Question 9, Section 9.3

Problem Description:

How large must n be before \(S_n = X_1+X_2+...+X_n\) is approximately normal? This number is often surprisingly small. Let us explore this question with a computer simulation. Choose \(n\) numbers from \([0, 1]\) with probability density \(f(x)\), where \(n = 3, 6, 12, 20\), and \(f(x)\) is each of the densities in Exercise 7. Compute their sum \(S_n\), repeat this experiment 1000 times, and make up a bar graph of 20 bars of the results.
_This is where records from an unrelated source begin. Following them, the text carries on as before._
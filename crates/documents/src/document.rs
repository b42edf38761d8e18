use chrono::{DateTime, Utc};
use serde::{Deserialize, Serialize};

use livelum_core::criteria::normalize_text;
use livelum_core::error::{require_company, require_positive_number, require_text};
use livelum_core::{CompanyId, CompanyScoped, DomainError, DomainResult, Entity, Sequenced, bump_timestamp};

livelum_core::entity_id!(DocumentId);

pub const DEFAULT_VERSION: &str = "1.0";

#[derive(Debug, Clone, Copy, PartialEq, Eq, Hash, Serialize, Deserialize)]
#[serde(rename_all = "SCREAMING_SNAKE_CASE")]
pub enum DocumentKind {
    Procedure,
    Policy,
    Manual,
    Form,
    Record,
}

impl DocumentKind {
    pub fn as_str(&self) -> &'static str {
        match self {
            DocumentKind::Procedure => "PROCEDURE",
            DocumentKind::Policy => "POLICY",
            DocumentKind::Manual => "MANUAL",
            DocumentKind::Form => "FORM",
            DocumentKind::Record => "RECORD",
        }
    }
}

impl core::str::FromStr for DocumentKind {
    type Err = DomainError;

    fn from_str(s: &str) -> Result<Self, Self::Err> {
        match s {
            "PROCEDURE" => Ok(DocumentKind::Procedure),
            "POLICY" => Ok(DocumentKind::Policy),
            "MANUAL" => Ok(DocumentKind::Manual),
            "FORM" => Ok(DocumentKind::Form),
            "RECORD" => Ok(DocumentKind::Record),
            other => Err(DomainError::validation(format!("Tipo de documento inválido: {other}"))),
        }
    }
}

#[derive(Debug, Clone, Copy, PartialEq, Eq, Hash, Serialize, Deserialize)]
#[serde(rename_all = "SCREAMING_SNAKE_CASE")]
pub enum DocumentStatus {
    Draft,
    InReview,
    Approved,
    Obsolete,
}

impl DocumentStatus {
    pub fn as_str(&self) -> &'static str {
        match self {
            DocumentStatus::Draft => "DRAFT",
            DocumentStatus::InReview => "IN_REVIEW",
            DocumentStatus::Approved => "APPROVED",
            DocumentStatus::Obsolete => "OBSOLETE",
        }
    }
}

impl core::str::FromStr for DocumentStatus {
    type Err = DomainError;

    fn from_str(s: &str) -> Result<Self, Self::Err> {
        match s {
            "DRAFT" => Ok(DocumentStatus::Draft),
            "IN_REVIEW" => Ok(DocumentStatus::InReview),
            "APPROVED" => Ok(DocumentStatus::Approved),
            "OBSOLETE" => Ok(DocumentStatus::Obsolete),
            other => Err(DomainError::validation(format!("Estado inválido: {other}"))),
        }
    }
}

#[derive(Debug, Clone, PartialEq, Eq, Serialize, Deserialize)]
#[serde(rename_all = "camelCase")]
pub struct DocumentRecord {
    pub id: DocumentId,
    pub number: u32,
    pub code: String,
    pub title: String,
    pub kind: DocumentKind,
    pub version: String,
    pub status: DocumentStatus,
    pub owner_id: Option<String>,
    pub company_id: CompanyId,
    pub created_at: DateTime<Utc>,
    pub updated_at: DateTime<Utc>,
}

#[derive(Debug, Clone, PartialEq, Eq)]
pub struct NewDocument {
    pub number: u32,
    pub code: String,
    pub title: String,
    pub kind: DocumentKind,
    /// Defaults to [`DEFAULT_VERSION`].
    pub version: Option<String>,
    pub owner_id: Option<String>,
    pub company_id: CompanyId,
}

#[derive(Debug, Clone, Default, PartialEq, Eq)]
pub struct DocumentPatch {
    pub code: Option<String>,
    pub title: Option<String>,
    pub kind: Option<DocumentKind>,
    pub version: Option<String>,
    /// Blank clears.
    pub owner_id: Option<String>,
}

/// Entity: controlled document of the management system.
#[derive(Debug, Clone, PartialEq, Eq)]
pub struct Document {
    id: DocumentId,
    number: u32,
    code: String,
    title: String,
    kind: DocumentKind,
    version: String,
    status: DocumentStatus,
    owner_id: Option<String>,
    company_id: CompanyId,
    created_at: DateTime<Utc>,
    updated_at: DateTime<Utc>,
}

impl Document {
    pub fn create(new: NewDocument, now: DateTime<Utc>) -> DomainResult<Self> {
        let document = Self {
            id: DocumentId::new(),
            number: new.number,
            code: new.code.trim().to_string(),
            title: new.title.trim().to_string(),
            kind: new.kind,
            version: normalize_text(new.version).unwrap_or_else(|| DEFAULT_VERSION.to_string()),
            status: DocumentStatus::Draft,
            owner_id: normalize_text(new.owner_id),
            company_id: new.company_id,
            created_at: now,
            updated_at: now,
        };
        document.validate()?;
        Ok(document)
    }

    pub fn from_primitives(record: DocumentRecord) -> DomainResult<Self> {
        let document = Self {
            id: record.id,
            number: record.number,
            code: record.code,
            title: record.title,
            kind: record.kind,
            version: record.version,
            status: record.status,
            owner_id: record.owner_id,
            company_id: record.company_id,
            created_at: record.created_at,
            updated_at: record.updated_at,
        };
        document.validate()?;
        Ok(document)
    }

    pub fn to_primitives(&self) -> DocumentRecord {
        DocumentRecord {
            id: self.id,
            number: self.number,
            code: self.code.clone(),
            title: self.title.clone(),
            kind: self.kind,
            version: self.version.clone(),
            status: self.status,
            owner_id: self.owner_id.clone(),
            company_id: self.company_id,
            created_at: self.created_at,
            updated_at: self.updated_at,
        }
    }

    pub fn update(&mut self, patch: DocumentPatch, now: DateTime<Utc>) -> DomainResult<()> {
        let mut next = self.clone();
        if let Some(code) = patch.code {
            next.code = code.trim().to_string();
        }
        if let Some(title) = patch.title {
            next.title = title.trim().to_string();
        }
        if let Some(kind) = patch.kind {
            next.kind = kind;
        }
        if let Some(version) = patch.version {
            next.version = version.trim().to_string();
        }
        if let Some(owner_id) = patch.owner_id {
            next.owner_id = normalize_text(Some(owner_id));
        }
        next.validate()?;
        next.updated_at = bump_timestamp(self.updated_at, now);
        *self = next;
        Ok(())
    }

    pub fn set_status(&mut self, status: DocumentStatus, now: DateTime<Utc>) {
        self.status = status;
        self.updated_at = bump_timestamp(self.updated_at, now);
    }

    pub fn code(&self) -> &str {
        &self.code
    }

    pub fn title(&self) -> &str {
        &self.title
    }

    pub fn kind(&self) -> DocumentKind {
        self.kind
    }

    pub fn version(&self) -> &str {
        &self.version
    }

    pub fn status(&self) -> DocumentStatus {
        self.status
    }

    pub fn owner_id(&self) -> Option<&str> {
        self.owner_id.as_deref()
    }

    pub fn is_approved(&self) -> bool {
        self.status == DocumentStatus::Approved
    }

    pub fn created_at(&self) -> DateTime<Utc> {
        self.created_at
    }

    pub fn updated_at(&self) -> DateTime<Utc> {
        self.updated_at
    }

    fn validate(&self) -> DomainResult<()> {
        require_text(&self.code, "El código del documento es requerido")?;
        require_text(&self.title, "El título del documento es requerido")?;
        require_text(&self.version, "La versión del documento es requerida")?;
        require_positive_number(self.number, "El número debe ser mayor a 0")?;
        require_company(self.company_id, "La empresa es requerida")
    }
}

impl Entity for Document {
    type Id = DocumentId;

    fn id(&self) -> &Self::Id {
        &self.id
    }
}

impl CompanyScoped for Document {
    fn company_id(&self) -> CompanyId {
        self.company_id
    }
}

impl Sequenced for Document {
    fn number(&self) -> u32 {
        self.number
    }
}

#[cfg(test)]
mod tests {
    use super::*;

    fn new_document() -> NewDocument {
        NewDocument {
            number: 4,
            code: "PR-004".into(),
            title: "Control de documentos".into(),
            kind: DocumentKind::Procedure,
            version: None,
            owner_id: Some("  ".into()),
            company_id: CompanyId::new(),
        }
    }

    #[test]
    fn create_defaults_to_draft_v1() {
        let doc = Document::create(new_document(), Utc::now()).unwrap();
        assert_eq!(doc.status(), DocumentStatus::Draft);
        assert_eq!(doc.version(), DEFAULT_VERSION);
        assert_eq!(doc.owner_id(), None);
        assert!(!doc.is_approved());
    }

    #[test]
    fn update_rejects_blank_version() {
        let mut doc = Document::create(new_document(), Utc::now()).unwrap();
        let err = doc
            .update(DocumentPatch { version: Some(" ".into()), ..Default::default() }, Utc::now())
            .unwrap_err();
        assert!(matches!(err, DomainError::Validation(_)));
        assert_eq!(doc.version(), DEFAULT_VERSION);
    }

    #[test]
    fn approve_then_obsolete() {
        let mut doc = Document::create(new_document(), Utc::now()).unwrap();
        doc.set_status(DocumentStatus::Approved, Utc::now());
        assert!(doc.is_approved());
        doc.set_status(DocumentStatus::Obsolete, Utc::now());
        assert_eq!(doc.to_primitives().status, DocumentStatus::Obsolete);
    }

    #[test]
    fn record_uses_camel_case_keys() {
        let record = Document::create(new_document(), Utc::now()).unwrap().to_primitives();
        let json = serde_json::to_value(&record).unwrap();
        assert_eq!(json["kind"], "PROCEDURE");
        assert_eq!(json["status"], "DRAFT");
        assert_eq!(json["version"], "1.0");
        assert!(json["ownerId"].is_null());
        assert_eq!(json["companyId"], record.company_id.to_string());

        let back: DocumentRecord = serde_json::from_value(json).unwrap();
        assert_eq!(Document::from_primitives(back).unwrap().to_primitives(), record);
    }
}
How large must \(n\) be before you get a good fit?

Note that the distributions given in question 7 are as follows:

\(f(x) = 1\)
\(f(x) = 2x\)
\(f(x) = 3x^2\)

Solution

First, we import a few packages necessary to solve the problem:

## ── Attaching packages ─────────────────────────────────────── tidyverse 1.3.2 ──
## ✔ ggplot2 3.3.6     ✔ purrr   0.3.4
## ✔ tibble  3.1.8     ✔ dplyr   1.0.9
## ✔ tidyr   1.2.0     ✔ stringr 1.4.1
## ✔ readr   2.1.3     ✔ forcats 0.5.2
## ── Conflicts ────────────────────────────────────────── tidyverse_conflicts() ──
## ✖ purrr::cross()  masks pracma::cross()
## ✖ dplyr::filter() masks stats::filter()
## ✖ dplyr::lag()    masks stats::lag()

The code below initializes all the parameters that are needed to run the simulation, and creates three matrices to hold the sample sums generated by the distributions of (a), (b), and (c).

sims <- 1000
ns <- c(3, 6, 12, 20)
sum_dist_a <- matrix(0, nrow=sims, ncol=length(ns))
sum_dist_b <- matrix(0, nrow=sims, ncol=length(ns))
sum_dist_c <- matrix(0, nrow=sims, ncol=length(ns))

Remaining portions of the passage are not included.